In the predawn hours Wednesday, the Weather Service declared several flash-flood emergencies, the most urgent and severe flash-flood alert. Beyond that, flood watches and warnings have extended from the Gulf Coast to the lower Mid-Atlantic with the storm lifting northeastward.
By warming ocean waters, climate change is thought to be intensifying rainfall in tropical storms and hurricanes and increasing the amount of water they generate.
500,000 in the dark: As of Thursday morning, more than half a million customers in Alabama and Florida remained without power. In southwest Louisiana, an additional 55,000 customers remained without power as repairs continued in the aftermath of Hurricane Laura three weeks ago.
16 years: The number of years since Alabama’s previous direct hurricane strike — Hurricane Ivan in 2004. Coincidentally, Ivan hit at the exact same location as Sally — Gulf Shores, Ala. — on the same date, Sept. 16.

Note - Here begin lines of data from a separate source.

//! Client-facing location service.
//!
//! [`Request`] is the decoded form of one client call, [`Reply`] one message
//! back. [`LocationService`] routes requests to the handlers, the criteria
//! engine and the geocoding providers held by the
//! [`AppContext`](crate::context::AppContext). The transport lives in
//! [`crate::ipc`].

mod reply;
mod request;
mod router;

pub use reply::{
    GeocodeBody, PositionBody, Reply, ReplyBody, SatelliteBody, SatelliteEntry, StateBody,
};
pub use request::Request;
pub use router::{ClientId, LocationService};
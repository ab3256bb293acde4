//! Great-circle distance.

/// Mean Earth radius in meters (IUGG).
pub const EARTH_RADIUS_M: f64 = 6_371_008.8;

const DEG_TO_RAD: f64 = std::f64::consts::PI / 180.0;

/// Haversine distance in meters between two `(latitude, longitude)` pairs.
pub fn distance_m(from: (f64, f64), to: (f64, f64)) -> f64 {
    let (lat1, lon1) = from;
    let (lat2, lon2) = to;

    let lat1_rad = lat1 * DEG_TO_RAD;
    let lat2_rad = lat2 * DEG_TO_RAD;
    let delta_lat = (lat2 - lat1) * DEG_TO_RAD;
    let delta_lon = (lon2 - lon1) * DEG_TO_RAD;

    let a = (delta_lat / 2.0).sin().powi(2)
        + lat1_rad.cos() * lat2_rad.cos() * (delta_lon / 2.0).sin().powi(2);
    // Rounding can push `a` a hair above 1.0 for antipodal points.
    let c = 2.0 * a.sqrt().min(1.0).asin();

    EARTH_RADIUS_M * c
}
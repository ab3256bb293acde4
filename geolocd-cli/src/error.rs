//! CLI error handling with user-friendly messages.
//!
//! Centralizes error handling for the CLI, providing consistent formatting
//! and appropriate exit codes.

use std::fmt;
use std::path::PathBuf;
use std::process;

use geolocd::config::ConfigFileError;
use geolocd::context::ContextError;
use geolocd::ipc::IpcError;

/// CLI-specific errors with user-friendly messages.
#[derive(Debug)]
pub enum CliError {
    /// Failed to initialize logging
    LoggingInit(String),
    /// Configuration error
    Config(ConfigFileError),
    /// Failed to build the daemon context
    Context(ContextError),
    /// IPC server error
    Ipc(IpcError),
    /// Could not reach a running daemon
    Connect { path: PathBuf, error: std::io::Error },
    /// The daemon or provider answered with an error reply
    Request { code: i32, text: String },
    /// Failed to start the async runtime or talk over the socket
    Runtime(std::io::Error),
}

impl CliError {
    /// Exit the process with an appropriate error message and code.
    pub fn exit(&self) -> ! {
        eprintln!("Error: {}", self);

        match self {
            CliError::Ipc(IpcError::InUse(path)) => {
                eprintln!();
                eprintln!("Another geolocd instance is serving {}.", path.display());
                eprintln!("Stop it first, or pass --socket to use a different path.");
            }
            CliError::Connect { .. } => {
                eprintln!();
                eprintln!("Is the daemon running? Start it with: geolocd run");
            }
            CliError::Context(ContextError::Wsp(_)) => {
                eprintln!();
                eprintln!("Check the provider file named by [wsp] config in the config file.");
            }
            _ => {}
        }

        process::exit(1)
    }
}

impl fmt::Display for CliError {
    fn fmt(&self, f: &mut fmt::Formatter<'_>) -> fmt::Result {
        match self {
            CliError::LoggingInit(msg) => write!(f, "Failed to initialize logging: {}", msg),
            CliError::Config(e) => write!(f, "Configuration error: {}", e),
            CliError::Context(e) => write!(f, "Failed to start location service: {}", e),
            CliError::Ipc(e) => write!(f, "IPC server error: {}", e),
            CliError::Connect { path, error } => {
                write!(f, "Failed to connect to '{}': {}", path.display(), error)
            }
            CliError::Request { code, text } => write!(f, "Request failed ({}): {}", code, text),
            CliError::Runtime(e) => write!(f, "Runtime error: {}", e),
        }
    }
}

impl std::error::Error for CliError {
    fn source(&self) -> Option<&(dyn std::error::Error + 'static)> {
        match self {
            CliError::Config(e) => Some(e),
            CliError::Context(e) => Some(e),
            CliError::Ipc(e) => Some(e),
            CliError::Connect { error, .. } => Some(error),
            CliError::Runtime(e) => Some(e),
            _ => None,
        }
    }
}

impl From<ConfigFileError> for CliError {
    fn from(e: ConfigFileError) -> Self {
        CliError::Config(e)
    }
}

impl From<ContextError> for CliError {
    fn from(e: ContextError) -> Self {
        CliError::Context(e)
    }
}

impl From<IpcError> for CliError {
    fn from(e: IpcError) -> Self {
        CliError::Ipc(e)
    }
}
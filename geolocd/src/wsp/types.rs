//! Geocoding request and result types.

use std::fmt;

use serde::{Deserialize, Serialize};
use tokio::sync::oneshot;

use crate::error::ErrorCode;
use crate::position::{Accuracy, Position};

/// Services a web-service provider may offer.
#[derive(Debug, Clone, Copy, PartialEq, Eq, Hash, PartialOrd, Ord, Serialize, Deserialize)]
#[serde(rename_all = "camelCase")]
pub enum WspFeature {
    Geocode,
    ReverseGeocode,
    Search,
    Timezone,
    Distance,
}

impl WspFeature {
    pub const ALL: [WspFeature; 5] = [
        WspFeature::Geocode,
        WspFeature::ReverseGeocode,
        WspFeature::Search,
        WspFeature::Timezone,
        WspFeature::Distance,
    ];

    fn bit(self) -> u8 {
        match self {
            Self::Geocode => 1 << 0,
            Self::ReverseGeocode => 1 << 1,
            Self::Search => 1 << 2,
            Self::Timezone => 1 << 3,
            Self::Distance => 1 << 4,
        }
    }
}

impl fmt::Display for WspFeature {
    fn fmt(&self, f: &mut fmt::Formatter<'_>) -> fmt::Result {
        let s = match self {
            Self::Geocode => "geocode",
            Self::ReverseGeocode => "reverseGeocode",
            Self::Search => "search",
            Self::Timezone => "timezone",
            Self::Distance => "distance",
        };
        f.write_str(s)
    }
}

/// Set of [`WspFeature`]s a provider declares.
#[derive(Clone, Copy, PartialEq, Eq, Default)]
pub struct FeatureSet(u8);

impl FeatureSet {
    pub const EMPTY: Self = Self(0);

    pub fn insert(&mut self, feature: WspFeature) {
        self.0 |= feature.bit();
    }

    pub fn contains(self, feature: WspFeature) -> bool {
        self.0 & feature.bit() != 0
    }

    pub fn is_empty(self) -> bool {
        self.0 == 0
    }

    pub fn iter(self) -> impl Iterator<Item = WspFeature> {
        WspFeature::ALL.into_iter().filter(move |f| self.contains(*f))
    }
}

impl FromIterator<WspFeature> for FeatureSet {
    fn from_iter<I: IntoIterator<Item = WspFeature>>(iter: I) -> Self {
        let mut set = Self::EMPTY;
        for feature in iter {
            set.insert(feature);
        }
        set
    }
}

impl fmt::Debug for FeatureSet {
    fn fmt(&self, f: &mut fmt::Formatter<'_>) -> fmt::Result {
        f.debug_set().entries(self.iter()).finish()
    }
}

/// Forward geocoding request.
#[derive(Debug, Clone, PartialEq, Eq, Default, Serialize, Deserialize)]
pub struct GeocodeQuery {
    pub address: String,
    #[serde(default, skip_serializing_if = "Option::is_none")]
    pub language: Option<String>,
}

impl GeocodeQuery {
    pub fn new(address: impl Into<String>) -> Self {
        Self {
            address: address.into(),
            language: None,
        }
    }
}

/// Postal address. Every component is optional.
#[derive(Debug, Clone, PartialEq, Eq, Default, Serialize, Deserialize)]
#[serde(rename_all = "camelCase")]
pub struct Address {
    #[serde(default, skip_serializing_if = "Option::is_none")]
    pub freeform: Option<String>,
    #[serde(default, skip_serializing_if = "Option::is_none")]
    pub street: Option<String>,
    #[serde(default, skip_serializing_if = "Option::is_none")]
    pub locality: Option<String>,
    #[serde(default, skip_serializing_if = "Option::is_none")]
    pub region: Option<String>,
    #[serde(default, skip_serializing_if = "Option::is_none")]
    pub postal_code: Option<String>,
    #[serde(default, skip_serializing_if = "Option::is_none")]
    pub country: Option<String>,
    #[serde(default, skip_serializing_if = "Option::is_none")]
    pub country_code: Option<String>,
}

/// Result of a geocode or reverse-geocode lookup.
#[derive(Debug, Clone, PartialEq)]
pub struct GeocodeResult {
    pub address: Address,
    pub position: Option<Position>,
    pub accuracy: Accuracy,
}

/// One-shot delivery of a lookup result.
pub type GeocodeSink = oneshot::Sender<Result<GeocodeResult, ErrorCode>>;
pub type GeocodeReceiver = oneshot::Receiver<Result<GeocodeResult, ErrorCode>>;

pub fn geocode_channel() -> (GeocodeSink, GeocodeReceiver) {
    oneshot::channel()
}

Eight landfalls: Sally is the eighth tropical cyclone to come ashore in the United States this year. The term tropical cyclone broadly refers to tropical depressions, storms and hurricanes. According to Colorado State University hurricane researcher Phil Klotzbach, that number is a record season-to-date, surpassing seven to date in 1916. The most in one year is nine, which certainly seems as if it could be threatened in 2020.
Four hurricanes: With Sally in the books, there have been four hurricane strikes in the United States in 2020. Hanna hit Texas, Isaias ran into North Carolina, Laura blasted Louisiana and Sally struck Alabama. Sally is also one of six hurricanes to have made landfall this year in the Atlantic Ocean basin, all while strengthening.
Eight storms left?: With Sally one of 20 named storms in 2020, just eight more are needed to tie the most on record: 28 in 2005. Sally was the 18th named storm of the year, and there have been two more since. Assuming Tropical Storm Wilfred forms, forecasters will need to draw from the Greek alphabet for referencing storms.
10 weeks: The amount of time left in hurricane season, which runs through Nov. 30. We’re barely past peak.